Conversely, he stressed, under the stewardship of the PPP/C administration, the economy has somersaulted to achieving a strong macro-economic infrastructure; the highest ever foreign reserves; a reduction of the interest rate from 32.5% to 4.5%; economic growth that was in the negative prior to 1992 is now consistently at an average of 4.4%, with 5.4% growth recorded in 2011, which he noted had been achieved by Guyana in an adverse global and regional economic environment.
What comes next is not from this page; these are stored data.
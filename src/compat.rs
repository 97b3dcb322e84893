//! Which pixel formats each container encoder can write directly.

use crate::format::ImageFormat;
use crate::pixel::{ChannelType, PixelFormat};

/// Nearest pixel format the encoder for `format` can produce for `requested`.
///
/// When the answer differs from `requested` the caller has to resample
/// before encoding; this function only advises. Unknown containers yield
/// [`PixelFormat::Invalid`].
pub fn encoding_supported(format: ImageFormat, requested: PixelFormat) -> PixelFormat {
    match format {
        ImageFormat::Png => match requested.channel_type() {
            Some(ChannelType::U8 | ChannelType::U16) => requested,
            Some(ChannelType::U32 | ChannelType::F32) => requested.to_u8_equivalent(),
            None => PixelFormat::Rgba8,
        },
        // grayscale or RGB only
        ImageFormat::Jpeg => {
            if requested.channels() == 1 {
                PixelFormat::R8
            } else {
                PixelFormat::Rgb8
            }
        }
        ImageFormat::Bmp => {
            if requested.has_alpha() {
                PixelFormat::Rgba8
            } else {
                PixelFormat::Rgb8
            }
        }
        ImageFormat::Unknown => PixelFormat::Invalid,
    }
}

/// Whether `requested` must be converted before `format` can encode it.
pub fn requires_resample(format: ImageFormat, requested: PixelFormat) -> bool {
    encoding_supported(format, requested) != requested
}
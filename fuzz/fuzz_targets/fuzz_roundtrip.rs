#![no_main]
use libfuzzer_sys::fuzz_target;
use zenraster::*;

fuzz_target!(|data: &[u8]| {
    // Whatever decodes to 8-bit RGB(A) must survive a BMP re-encode unchanged
    let Ok(decoded) = decode_bmp(data, enough::Unstoppable) else {
        return;
    };
    if !matches!(decoded.pixel_format, PixelFormat::Rgb8 | PixelFormat::Rgba8) {
        // wide BITFIELDS output is f32, which BMP cannot write back
        return;
    }
    assert_eq!(decoded.pixels().len(), decoded.row_stride() * decoded.height as usize);

    let Ok(reencoded) = encode_bmp(
        decoded.pixels(),
        decoded.width,
        decoded.height,
        decoded.pixel_format,
        enough::Unstoppable,
    ) else {
        return;
    };
    let Ok(decoded2) = decode(reencoded.data(), enough::Unstoppable) else {
        panic!("re-encoded data failed to decode");
    };

    assert_eq!(decoded.pixels(), decoded2.pixels(), "roundtrip pixel mismatch");
    assert_eq!(decoded.width, decoded2.width);
    assert_eq!(decoded.height, decoded2.height);
    assert_eq!(decoded.pixel_format, decoded2.pixel_format);
});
Nandlall continued to adumbrate the achievements of successive PPP/C administrations since 1992: “We have a strong balance-of-payments position, and our economy is at its strongest and largest ever; and of course I would not go into the government’s plethora of social programmes which are benefiting the people countrywide… “because he pointed out the sector ministers are quite capable of doing so…”,
He nevertheless noted that, among other social programmes, all of them having great, positive impact on  the lives of the Guyanese people, in excess of 100,000 persons have been housed through the government’s housing programme, with 6,500 more projected to similarly benefit in 2012, pointing out that the PNC did not have a housing policy, not even a housing ministry.
He highlighted the fact that, although the lands had always been there, Guyanese people lived in much squalor under difficult circumstances until the PPP/C government began transforming cow pastures, cane fields, rice fields and other abandoned areas into affordable housing schemes that enabled persons who never had a hope of owning their own homes to live under their own roofs, with all the implications of wealth generation and wealth-creation possibilities.
Nandlall emphasized, “We had to build the land up…make roads…dig drains….instal water…electricity, and then we allocated the land, ensuring that the people received their transports and titles.” Continuing, he reminded the House “…and then we went to the commercial banks and negotiated low-interest loan programmes- a complete loan package unparalleled in any other part of the world.”
And the foregoing is a minute part of Nandlall’s speech, in which he debunked all of Greenidge’s contentions, using that PNC former Finance Minister’s own words to portray the real historical facts, and not the figments of the opposition cabal’s imagination that is continuously parlayed in the National Assembly and through misleading news reports.